Each line of the data below either holds "text" or does not. Report how many do, and only that.
● ● ●
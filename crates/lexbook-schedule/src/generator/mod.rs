//! Upcoming occurrence generation for weekly availability slots.
//!
//! All functions take the anchor date explicitly; callers obtain it from a
//! [`Clock`] so that generation stays deterministic under test.

use chrono::{Days, NaiveDate, NaiveDateTime, NaiveTime};

use crate::clock::Clock;
use crate::rule::{DEFAULT_OCCURRENCES, MAX_WEEKS, RepeatInput, RepeatRule, RepeatSelection};
use crate::weekday::DayOfWeek;

const ONE_WEEK: Days = Days::new(7);

/// Whether today counts as an occurrence when it falls on the slot's weekday.
#[derive(Debug, Clone, Copy, PartialEq, Eq, Default)]
pub enum SameDayPolicy {
    /// Today is always eligible, whatever the time of day.
    #[default]
    Include,
    /// Today is skipped once the local time reaches the cutoff.
    CutoffAt(NaiveTime),
}

impl SameDayPolicy {
    /// ## Summary
    /// Builds the policy from an optional cutoff.
    #[must_use]
    pub fn from_cutoff(cutoff: Option<NaiveTime>) -> Self {
        cutoff.map_or(Self::Include, Self::CutoffAt)
    }

    /// ## Summary
    /// Returns the first date that may hold an occurrence, given the local time.
    #[must_use]
    pub fn anchor(self, now: NaiveDateTime) -> NaiveDate {
        match self {
            Self::CutoffAt(cutoff) if now.time() >= cutoff => {
                now.date().succ_opt().unwrap_or(now.date())
            }
            Self::Include | Self::CutoffAt(_) => now.date(),
        }
    }

    /// Anchor date read from `clock`.
    #[must_use]
    pub fn anchor_from(self, clock: &dyn Clock) -> NaiveDate {
        self.anchor(clock.now())
    }
}

/// ## Summary
/// Returns the first date on or after `from` that falls on `day`.
///
/// Steps forward one day at a time, at most six steps.
#[must_use]
pub fn first_occurrence(from: NaiveDate, day: DayOfWeek) -> Option<NaiveDate> {
    let mut current = from;
    while !day.matches(current) {
        current = current.succ_opt()?;
    }
    Some(current)
}

/// ## Summary
/// Generates the weekly occurrences of `day`, earliest first, starting from
/// the next occurrence on or after `today`.
///
/// * `None` produces the next four occurrences.
/// * `Weeks(n)` produces `min(n, 52)` occurrences.
/// * `UntilDate(d)` produces occurrences up to and including `d`, and nothing
///   if `d` falls before the first occurrence.
///
/// The result never holds more than `max_dates` entries. Rule bounds are not
/// validated here; see [`RepeatRule::validate`].
#[must_use]
pub fn upcoming_dates(
    day: DayOfWeek,
    rule: Option<RepeatRule>,
    max_dates: usize,
    today: NaiveDate,
) -> Vec<NaiveDate> {
    let Some(first) = first_occurrence(today, day) else {
        return Vec::new();
    };

    let (limit, until) = match rule {
        None => (DEFAULT_OCCURRENCES, None),
        Some(RepeatRule::Weeks(count)) => (
            usize::try_from(count.min(MAX_WEEKS)).unwrap_or(usize::MAX),
            None,
        ),
        Some(RepeatRule::UntilDate(until)) => (usize::MAX, Some(until)),
    };
    let limit = limit.min(max_dates);

    tracing::trace!(%day, %first, limit, ?until, "Generating weekly occurrences");

    let mut dates = Vec::new();
    let mut current = Some(first);
    while let Some(date) = current {
        if dates.len() >= limit || until.is_some_and(|bound| date > bound) {
            break;
        }
        dates.push(date);
        current = date.checked_add_days(ONE_WEEK);
    }
    dates
}

/// ## Summary
/// Generates `YYYY-MM-DD` occurrence strings from raw wizard input.
///
/// Never fails: an unrecognised weekday or an unusable repeat value yields an
/// empty list, and a missing or unknown repeat mode yields the default
/// four occurrences.
#[must_use]
pub fn generate_upcoming_dates(
    day_of_week: &str,
    repeat: &RepeatInput,
    max_dates: usize,
    today: NaiveDate,
) -> Vec<String> {
    let Some(day) = DayOfWeek::parse_lenient(day_of_week) else {
        tracing::debug!(day_of_week, "Unrecognised weekday, no dates generated");
        return Vec::new();
    };

    let dates = match repeat.selection() {
        RepeatSelection::Default => upcoming_dates(day, None, max_dates, today),
        RepeatSelection::Rule(rule) => upcoming_dates(day, Some(rule), max_dates, today),
        RepeatSelection::Unsatisfiable => Vec::new(),
    };
    format_dates(&dates)
}

/// Formats dates as `YYYY-MM-DD`.
#[must_use]
pub fn format_dates(dates: &[NaiveDate]) -> Vec<String> {
    dates
        .iter()
        .map(|date| date.format("%Y-%m-%d").to_string())
        .collect()
}

#[cfg(test)]
mod tests;
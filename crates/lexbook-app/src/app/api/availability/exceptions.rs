use lexbook_service::availability::NewException;
use salvo::http::StatusCode;
use salvo::writing::Json;
use salvo::{Depot, Request, Response, Router, handler};

use super::{render_app_error, render_error};
use crate::backend_handler::get_backend_from_depot;
use crate::error::AppError;

/// ## Summary
/// GET /api/availability/exceptions - List blackout dates
///
/// ## Errors
/// Returns HTTP 502 if the backend cannot be reached or fails.
#[handler]
async fn list_exceptions_handler(depot: &mut Depot, res: &mut Response) {
    let client = match get_backend_from_depot(depot) {
        Ok(client) => client,
        Err(e) => {
            render_app_error(res, &e);
            return;
        }
    };

    match client.list_exceptions().await {
        Ok(exceptions) => res.render(Json(exceptions)),
        Err(e) => render_app_error(res, &AppError::from(e)),
    }
}

/// ## Summary
/// POST /api/availability/exceptions - Add a blackout date
///
/// ## Errors
/// Returns HTTP 400 if the body is not a valid exception.
/// Returns HTTP 502 if the backend cannot be reached or fails.
#[handler]
async fn create_exception_handler(req: &mut Request, depot: &mut Depot, res: &mut Response) {
    let exception: NewException = match req.parse_json().await {
        Ok(exception) => exception,
        Err(e) => {
            tracing::debug!(error = ?e, "Failed to parse exception request");
            render_error(res, StatusCode::BAD_REQUEST, "Invalid request body");
            return;
        }
    };

    let client = match get_backend_from_depot(depot) {
        Ok(client) => client,
        Err(e) => {
            render_app_error(res, &e);
            return;
        }
    };

    match client.create_exception(&exception).await {
        Ok(created) => {
            res.status_code(StatusCode::CREATED);
            res.render(Json(created));
        }
        Err(e) => render_app_error(res, &AppError::from(e)),
    }
}

/// ## Summary
/// DELETE /api/availability/exceptions/{id} - Remove a blackout date
///
/// ## Errors
/// Returns HTTP 400 if `id` is not an integer.
/// Returns the backend's status for backend 4xx responses, otherwise HTTP 502.
#[handler]
async fn delete_exception_handler(req: &mut Request, depot: &mut Depot, res: &mut Response) {
    let Some(id) = req.param::<i64>("id") else {
        render_error(res, StatusCode::BAD_REQUEST, "Invalid exception id");
        return;
    };

    let client = match get_backend_from_depot(depot) {
        Ok(client) => client,
        Err(e) => {
            render_app_error(res, &e);
            return;
        }
    };

    match client.delete_exception(id).await {
        Ok(()) => {
            res.status_code(StatusCode::NO_CONTENT);
        }
        Err(e) => render_app_error(res, &AppError::from(e)),
    }
}

#[must_use]
pub fn routes() -> Router {
    Router::with_path("exceptions")
        .get(list_exceptions_handler)
        .post(create_exception_handler)
        .push(Router::with_path("{id}").delete(delete_exception_handler))
}
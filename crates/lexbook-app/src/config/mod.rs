use std::sync::Arc;

use salvo::async_trait;
pub use lexbook_core::config::*;

use crate::error::{AppError, AppResult};

pub struct ConfigHandler {
    pub settings: Settings,
}

#[async_trait]
impl salvo::Handler for ConfigHandler {
    #[tracing::instrument(skip(self, _req, depot, _res, _ctrl))]
    async fn handle(
        &self,
        _req: &mut salvo::Request,
        depot: &mut salvo::Depot,
        _res: &mut salvo::Response,
        _ctrl: &mut salvo::FlowCtrl,
    ) {
        let settings: Arc<Settings> = Arc::new(self.settings.clone());
        depot.inject(settings);
    }
}

/// ## Summary
/// Retrieves the application configuration from the depot.
///
/// ## Errors
/// Returns an error if the configuration is not found in the depot.
pub fn get_config_from_depot(depot: &salvo::Depot) -> AppResult<Arc<Settings>> {
    depot.obtain::<Arc<Settings>>().cloned().map_err(|_err| {
        AppError::CoreError(lexbook_core::error::CoreError::InvariantViolation(
            "Configuration not found in depot",
        ))
    })
}

#[cfg(test)]
mod tests;
//! Recurring weekly availability: weekday and repeat-rule models, the upcoming
//! date generator, and the 12/24-hour time helpers used by the availability wizard.

pub mod clock;
pub mod error;
pub mod export;
pub mod generator;
pub mod rule;
pub mod time;
pub mod weekday;

pub use clock::{Clock, FixedClock, SystemClock};
pub use error::{ScheduleError, ScheduleResult};
pub use generator::{SameDayPolicy, generate_upcoming_dates, upcoming_dates};
pub use rule::{RepeatInput, RepeatRule, RepeatSelection};
pub use time::{TimeRangeCheck, to_12_hour, to_24_hour, validate_time_range};
pub use weekday::DayOfWeek;
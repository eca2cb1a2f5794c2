//! Tests for upcoming occurrence generation.

use super::*;
use crate::clock::FixedClock;
use chrono::{Datelike, NaiveDate};
use serde_json::json;

fn date(y: i32, m: u32, d: u32) -> NaiveDate {
    NaiveDate::from_ymd_opt(y, m, d).expect("valid date")
}

/// Friday 2026-10-16.
fn friday() -> NaiveDate {
    date(2026, 10, 16)
}

fn assert_weekly(dates: &[NaiveDate], day: DayOfWeek) {
    for pair in dates.windows(2) {
        assert_eq!((pair[1] - pair[0]).num_days(), 7, "dates {pair:?} not a week apart");
    }
    for d in dates {
        assert!(day.matches(*d), "{d} is not a {day}");
    }
}

#[test]
fn test_first_occurrence_includes_today() {
    assert_eq!(first_occurrence(friday(), DayOfWeek::Friday), Some(friday()));
    assert_eq!(
        first_occurrence(friday(), DayOfWeek::Thursday),
        Some(date(2026, 10, 22))
    );
    assert_eq!(
        first_occurrence(friday(), DayOfWeek::Saturday),
        Some(date(2026, 10, 17))
    );
}

#[test]
fn test_first_occurrence_never_more_than_six_days_out() {
    for offset in 0..14 {
        let from = friday() + chrono::Days::new(offset);
        for day in DayOfWeek::ALL {
            let first = first_occurrence(from, day).expect("occurrence exists");
            let gap = (first - from).num_days();
            assert!((0..=6).contains(&gap), "gap {gap} for {day} from {from}");
        }
    }
}

#[test_log::test]
fn test_monday_four_weeks() {
    let dates = upcoming_dates(
        DayOfWeek::Monday,
        Some(RepeatRule::Weeks(4)),
        10,
        friday(),
    );
    assert_eq!(
        dates,
        vec![
            date(2026, 10, 19),
            date(2026, 10, 26),
            date(2026, 11, 2),
            date(2026, 11, 9),
        ]
    );
}

#[test]
fn test_weeks_count_is_min_of_value_cap_and_52() {
    for day in DayOfWeek::ALL {
        for (weeks, max_dates) in [(1, 10), (4, 10), (12, 5), (52, 100), (80, 100), (80, 60)] {
            let dates = upcoming_dates(day, Some(RepeatRule::Weeks(weeks)), max_dates, friday());
            let expected = usize::try_from(weeks.min(52))
                .expect("fits")
                .min(max_dates);
            assert_eq!(dates.len(), expected, "{day} weeks={weeks} max={max_dates}");
            assert_weekly(&dates, day);
        }
    }
}

#[test]
fn test_zero_weeks_is_empty() {
    assert!(upcoming_dates(DayOfWeek::Monday, Some(RepeatRule::Weeks(0)), 10, friday()).is_empty());
}

#[test]
fn test_default_is_four_occurrences() {
    let dates = upcoming_dates(DayOfWeek::Tuesday, None, 10, friday());
    assert_eq!(dates.len(), 4);
    assert_eq!(dates[0], date(2026, 10, 20));
    assert_weekly(&dates, DayOfWeek::Tuesday);

    assert_eq!(upcoming_dates(DayOfWeek::Tuesday, None, 2, friday()).len(), 2);
}

#[test]
fn test_until_date_is_inclusive() {
    let rule = RepeatRule::UntilDate(date(2026, 11, 13));
    let dates = upcoming_dates(DayOfWeek::Friday, Some(rule), 10, friday());
    assert_eq!(
        dates,
        vec![
            date(2026, 10, 16),
            date(2026, 10, 23),
            date(2026, 10, 30),
            date(2026, 11, 6),
            date(2026, 11, 13),
        ]
    );
}

#[test]
fn test_until_date_respects_cap_and_bound() {
    let bound = date(2027, 6, 30);
    for day in DayOfWeek::ALL {
        for max_dates in [1, 5, 10, 200] {
            let dates = upcoming_dates(day, Some(RepeatRule::UntilDate(bound)), max_dates, friday());
            assert!(dates.len() <= max_dates);
            assert!(dates.iter().all(|d| *d <= bound));
            assert_weekly(&dates, day);
        }
    }
}

#[test]
fn test_until_date_count_matches_weeks_in_range() {
    // Fridays from 2026-10-16 through 2027-01-01 inclusive.
    let rule = RepeatRule::UntilDate(date(2027, 1, 1));
    let dates = upcoming_dates(DayOfWeek::Friday, Some(rule), 100, friday());
    assert_eq!(dates.len(), 12);
    assert_eq!(dates.last().copied(), Some(date(2027, 1, 1)));
}

#[test]
fn test_until_before_first_occurrence_is_empty() {
    // Next Wednesday is 2026-10-21.
    let rule = RepeatRule::UntilDate(date(2026, 10, 20));
    assert!(upcoming_dates(DayOfWeek::Wednesday, Some(rule), 10, friday()).is_empty());

    let past = RepeatRule::UntilDate(date(2025, 1, 1));
    assert!(upcoming_dates(DayOfWeek::Friday, Some(past), 10, friday()).is_empty());
}

#[test]
fn test_zero_max_dates_is_empty() {
    assert!(upcoming_dates(DayOfWeek::Monday, Some(RepeatRule::Weeks(4)), 0, friday()).is_empty());
}

#[test]
fn test_crosses_year_and_leap_day() {
    let dates = upcoming_dates(
        DayOfWeek::Thursday,
        Some(RepeatRule::Weeks(3)),
        10,
        date(2028, 2, 22),
    );
    assert_eq!(
        dates,
        vec![date(2028, 2, 24), date(2028, 3, 2), date(2028, 3, 9)]
    );

    let dates = upcoming_dates(DayOfWeek::Sunday, Some(RepeatRule::Weeks(2)), 10, date(2026, 12, 30));
    assert_eq!(dates, vec![date(2027, 1, 3), date(2027, 1, 10)]);
    assert_eq!(dates[0].year(), 2027);
}

#[test]
fn test_generate_strings_for_monday() {
    let dates = generate_upcoming_dates("Monday", &RepeatInput::weeks(4), 10, friday());
    assert_eq!(
        dates,
        vec!["2026-10-19", "2026-10-26", "2026-11-02", "2026-11-09"]
    );
}

#[test]
fn test_generate_invalid_day_is_empty_for_every_mode() {
    let inputs = [
        RepeatInput::default(),
        RepeatInput::weeks(4),
        RepeatInput::until(date(2026, 12, 31)),
    ];
    for input in inputs {
        assert!(generate_upcoming_dates("invalidday", &input, 10, friday()).is_empty());
    }
}

#[test]
fn test_generate_unknown_mode_falls_back_to_default() {
    let input = RepeatInput {
        mode: Some("monthly".to_string()),
        value: Some(json!(3)),
    };
    assert_eq!(generate_upcoming_dates("saturday", &input, 10, friday()).len(), 4);
    assert_eq!(generate_upcoming_dates("saturday", &RepeatInput::default(), 3, friday()).len(), 3);
}

#[test]
fn test_generate_unsatisfiable_is_empty() {
    let input = RepeatInput {
        mode: Some("until_date".to_string()),
        value: Some(json!("not a date")),
    };
    assert!(generate_upcoming_dates("monday", &input, 10, friday()).is_empty());
}

#[test]
fn test_generate_is_idempotent_for_same_day() {
    let input = RepeatInput::until(date(2027, 3, 1));
    let first = generate_upcoming_dates("wednesday", &input, 10, friday());
    let second = generate_upcoming_dates("wednesday", &input, 10, friday());
    assert_eq!(first, second);
}

#[test]
fn test_same_day_policy_include_keeps_today() {
    let late = friday().and_hms_opt(23, 59, 0).expect("valid time");
    assert_eq!(SameDayPolicy::Include.anchor(late), friday());
}

#[test]
fn test_same_day_policy_cutoff_skips_today() {
    let cutoff = NaiveTime::from_hms_opt(17, 0, 0).expect("valid time");
    let policy = SameDayPolicy::from_cutoff(Some(cutoff));

    let morning = FixedClock(friday().and_hms_opt(9, 0, 0).expect("valid time"));
    let evening = FixedClock(friday().and_hms_opt(17, 0, 0).expect("valid time"));

    assert_eq!(policy.anchor_from(&morning), friday());
    assert_eq!(policy.anchor_from(&evening), date(2026, 10, 17));

    let dates = upcoming_dates(DayOfWeek::Friday, None, 10, policy.anchor_from(&evening));
    assert_eq!(dates.first().copied(), Some(date(2026, 10, 23)));
}

#[test]
fn test_from_cutoff_none_is_include() {
    assert_eq!(SameDayPolicy::from_cutoff(None), SameDayPolicy::Include);
}
//! Day-of-week model shared by the wizard, the generator and the backend payloads.

use std::fmt;
use std::str::FromStr;

use chrono::{Datelike, NaiveDate, Weekday};
use serde::{Deserialize, Serialize};

use crate::error::{ScheduleError, ScheduleResult};

/// Day of week, Sunday first to match the wizard's day picker.
///
/// Serialized as the lowercase English name (`"monday"`), which is also the
/// `day_of_week` value the availability backend expects.
#[derive(Debug, Clone, Copy, PartialEq, Eq, Hash, PartialOrd, Ord, Serialize, Deserialize)]
#[serde(try_from = "String", into = "&'static str")]
pub enum DayOfWeek {
    Sunday,
    Monday,
    Tuesday,
    Wednesday,
    Thursday,
    Friday,
    Saturday,
}

impl DayOfWeek {
    pub const ALL: [Self; 7] = [
        Self::Sunday,
        Self::Monday,
        Self::Tuesday,
        Self::Wednesday,
        Self::Thursday,
        Self::Friday,
        Self::Saturday,
    ];

    #[must_use]
    pub const fn as_str(self) -> &'static str {
        match self {
            Self::Sunday => "sunday",
            Self::Monday => "monday",
            Self::Tuesday => "tuesday",
            Self::Wednesday => "wednesday",
            Self::Thursday => "thursday",
            Self::Friday => "friday",
            Self::Saturday => "saturday",
        }
    }

    /// ## Summary
    /// Parses a full English weekday name, ignoring case and surrounding whitespace.
    ///
    /// Returns `None` for anything else, including abbreviations.
    #[must_use]
    pub fn parse_lenient(raw: &str) -> Option<Self> {
        let needle = raw.trim();
        Self::ALL
            .into_iter()
            .find(|day| day.as_str().eq_ignore_ascii_case(needle))
    }

    #[must_use]
    pub const fn to_chrono(self) -> Weekday {
        match self {
            Self::Sunday => Weekday::Sun,
            Self::Monday => Weekday::Mon,
            Self::Tuesday => Weekday::Tue,
            Self::Wednesday => Weekday::Wed,
            Self::Thursday => Weekday::Thu,
            Self::Friday => Weekday::Fri,
            Self::Saturday => Weekday::Sat,
        }
    }

    /// Two-letter RFC 5545 `BYDAY` code.
    #[must_use]
    pub const fn ical_code(self) -> &'static str {
        match self {
            Self::Sunday => "SU",
            Self::Monday => "MO",
            Self::Tuesday => "TU",
            Self::Wednesday => "WE",
            Self::Thursday => "TH",
            Self::Friday => "FR",
            Self::Saturday => "SA",
        }
    }

    #[must_use]
    pub fn of(date: NaiveDate) -> Self {
        date.weekday().into()
    }

    #[must_use]
    pub fn matches(self, date: NaiveDate) -> bool {
        date.weekday() == self.to_chrono()
    }
}

impl From<Weekday> for DayOfWeek {
    fn from(value: Weekday) -> Self {
        match value {
            Weekday::Sun => Self::Sunday,
            Weekday::Mon => Self::Monday,
            Weekday::Tue => Self::Tuesday,
            Weekday::Wed => Self::Wednesday,
            Weekday::Thu => Self::Thursday,
            Weekday::Fri => Self::Friday,
            Weekday::Sat => Self::Saturday,
        }
    }
}

impl From<DayOfWeek> for &'static str {
    fn from(value: DayOfWeek) -> Self {
        value.as_str()
    }
}

impl FromStr for DayOfWeek {
    type Err = ScheduleError;

    fn from_str(s: &str) -> ScheduleResult<Self> {
        Self::parse_lenient(s).ok_or_else(|| ScheduleError::UnknownWeekday(s.to_string()))
    }
}

impl TryFrom<String> for DayOfWeek {
    type Error = ScheduleError;

    fn try_from(value: String) -> ScheduleResult<Self> {
        value.parse()
    }
}

impl fmt::Display for DayOfWeek {
    fn fmt(&self, f: &mut fmt::Formatter<'_>) -> fmt::Result {
        f.write_str(self.as_str())
    }
}
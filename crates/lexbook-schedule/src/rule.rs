//! Repeat rules for weekly availability slots.

use std::fmt;

use chrono::NaiveDate;
use serde::{Deserialize, Serialize};
use serde_json::Value;

use crate::error::{ScheduleError, ScheduleResult};

/// Upper bound on the number of weeks a `weeks` rule may span.
pub const MAX_WEEKS: u32 = 52;
/// Number of occurrences produced when no repeat rule is given.
pub const DEFAULT_OCCURRENCES: usize = 4;
/// Default cap on generated occurrences.
pub const DEFAULT_MAX_DATES: usize = 10;

const DATE_FORMAT: &str = "%Y-%m-%d";

/// How long a weekly slot keeps recurring.
#[derive(Debug, Clone, Copy, PartialEq, Eq, Serialize, Deserialize)]
#[serde(tag = "mode", content = "value", rename_all = "snake_case")]
pub enum RepeatRule {
    /// Repeat for this many consecutive weeks.
    Weeks(u32),
    /// Repeat every week up to and including this date.
    UntilDate(NaiveDate),
}

impl RepeatRule {
    /// ## Summary
    /// Checks the rule against the bounds the wizard enforces before submission.
    ///
    /// ## Errors
    /// Returns `ScheduleError::InvalidRepeatRule` if a week count is outside
    /// `1..=52` or an end date is not strictly after `today`.
    pub fn validate(self, today: NaiveDate) -> ScheduleResult<()> {
        let problem = match self {
            Self::Weeks(count) => (!(1..=MAX_WEEKS).contains(&count))
                .then(|| format!("number of weeks must be between 1 and {MAX_WEEKS}")),
            Self::UntilDate(until) => {
                (until <= today).then(|| "end date must be after today".to_string())
            }
        };
        problem.map_or(Ok(()), |message| Err(ScheduleError::InvalidRepeatRule(message)))
    }

    /// ## Summary
    /// Human-readable summary, e.g. `"3 weeks"` or `"Until 12/31/2026"`.
    ///
    /// Week counts are clamped to 52 like the generated dates.
    #[must_use]
    pub fn summary(self) -> String {
        match self {
            Self::Weeks(count) => match count.min(MAX_WEEKS) {
                1 => "1 week".to_string(),
                count => format!("{count} weeks"),
            },
            Self::UntilDate(until) => format!("Until {}", until.format("%-m/%-d/%Y")),
        }
    }
}

impl fmt::Display for RepeatRule {
    fn fmt(&self, f: &mut fmt::Formatter<'_>) -> fmt::Result {
        f.write_str(&self.summary())
    }
}

/// Outcome of decoding the wizard's loosely typed `mode`/`value` pair.
#[derive(Debug, Clone, Copy, PartialEq, Eq)]
pub enum RepeatSelection {
    /// No usable mode: fall back to the default number of occurrences.
    Default,
    Rule(RepeatRule),
    /// A recognised mode whose value cannot produce any occurrence.
    Unsatisfiable,
}

impl RepeatSelection {
    #[must_use]
    pub const fn rule(self) -> Option<RepeatRule> {
        match self {
            Self::Rule(rule) => Some(rule),
            Self::Default | Self::Unsatisfiable => None,
        }
    }
}

/// Repeat settings as they arrive from the wizard form.
#[derive(Debug, Clone, Default, PartialEq, Serialize, Deserialize)]
pub struct RepeatInput {
    #[serde(default)]
    pub mode: Option<String>,
    #[serde(default)]
    pub value: Option<Value>,
}

impl RepeatInput {
    #[must_use]
    pub fn weeks(count: u32) -> Self {
        Self {
            mode: Some("weeks".to_string()),
            value: Some(Value::from(count)),
        }
    }

    #[must_use]
    pub fn until(date: NaiveDate) -> Self {
        Self {
            mode: Some("until_date".to_string()),
            value: Some(Value::from(date.format(DATE_FORMAT).to_string())),
        }
    }

    /// ## Summary
    /// Decodes the form fields without failing.
    ///
    /// An absent or unknown `mode` selects the default. A `weeks` value that is
    /// not a non-negative whole number, or an `until_date` value that is not a
    /// `YYYY-MM-DD` date, is unsatisfiable.
    #[must_use]
    pub fn selection(&self) -> RepeatSelection {
        match self.parse_rule() {
            Ok(None) => RepeatSelection::Default,
            Ok(Some(rule)) => RepeatSelection::Rule(rule),
            Err(err) => {
                tracing::trace!(error = %err, "Repeat settings cannot produce dates");
                RepeatSelection::Unsatisfiable
            }
        }
    }

    /// ## Summary
    /// Decodes the form fields, reporting why a recognised mode is unusable.
    ///
    /// Returns `Ok(None)` for an absent or unknown `mode`.
    ///
    /// ## Errors
    /// Returns `ScheduleError::InvalidRepeatRule` if a `weeks` value is missing
    /// or not a non-negative whole number, and `ScheduleError::InvalidDate` if an
    /// `until_date` value is missing or not a `YYYY-MM-DD` date.
    pub fn parse_rule(&self) -> ScheduleResult<Option<RepeatRule>> {
        let Some(mode) = self.mode.as_deref().map(str::trim) else {
            return Ok(None);
        };

        if mode.eq_ignore_ascii_case("weeks") {
            self.value
                .as_ref()
                .and_then(week_count)
                .map(|count| Some(RepeatRule::Weeks(count)))
                .ok_or_else(|| {
                    ScheduleError::InvalidRepeatRule(format!(
                        "number of weeks must be a whole number, got {}",
                        self.describe_value()
                    ))
                })
        } else if mode.eq_ignore_ascii_case("until_date") {
            self.value
                .as_ref()
                .and_then(until_date)
                .map(|date| Some(RepeatRule::UntilDate(date)))
                .ok_or_else(|| ScheduleError::InvalidDate(self.describe_value()))
        } else {
            tracing::trace!(mode, "Unrecognised repeat mode, using default");
            Ok(None)
        }
    }

    fn describe_value(&self) -> String {
        self.value
            .as_ref()
            .map_or_else(|| "nothing".to_string(), Value::to_string)
    }
}

impl From<RepeatRule> for RepeatInput {
    fn from(rule: RepeatRule) -> Self {
        match rule {
            RepeatRule::Weeks(count) => Self::weeks(count),
            RepeatRule::UntilDate(date) => Self::until(date),
        }
    }
}

fn week_count(value: &Value) -> Option<u32> {
    match value {
        Value::Number(number) => number
            .as_u64()
            .map(|count| u32::try_from(count).unwrap_or(u32::MAX))
            // Whole floats such as `4.0` display without a fraction.
            .or_else(|| number.as_f64()?.to_string().parse().ok()),
        Value::String(text) => text.trim().parse::<u32>().ok(),
        _ => None,
    }
}

fn until_date(value: &Value) -> Option<NaiveDate> {
    let text = value.as_str()?.trim();
    // Accept full ISO timestamps by keeping only the calendar date.
    let date_part = text.get(..10).unwrap_or(text);
    NaiveDate::parse_from_str(date_part, DATE_FORMAT).ok()
}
● ● ●
Answer area -> 3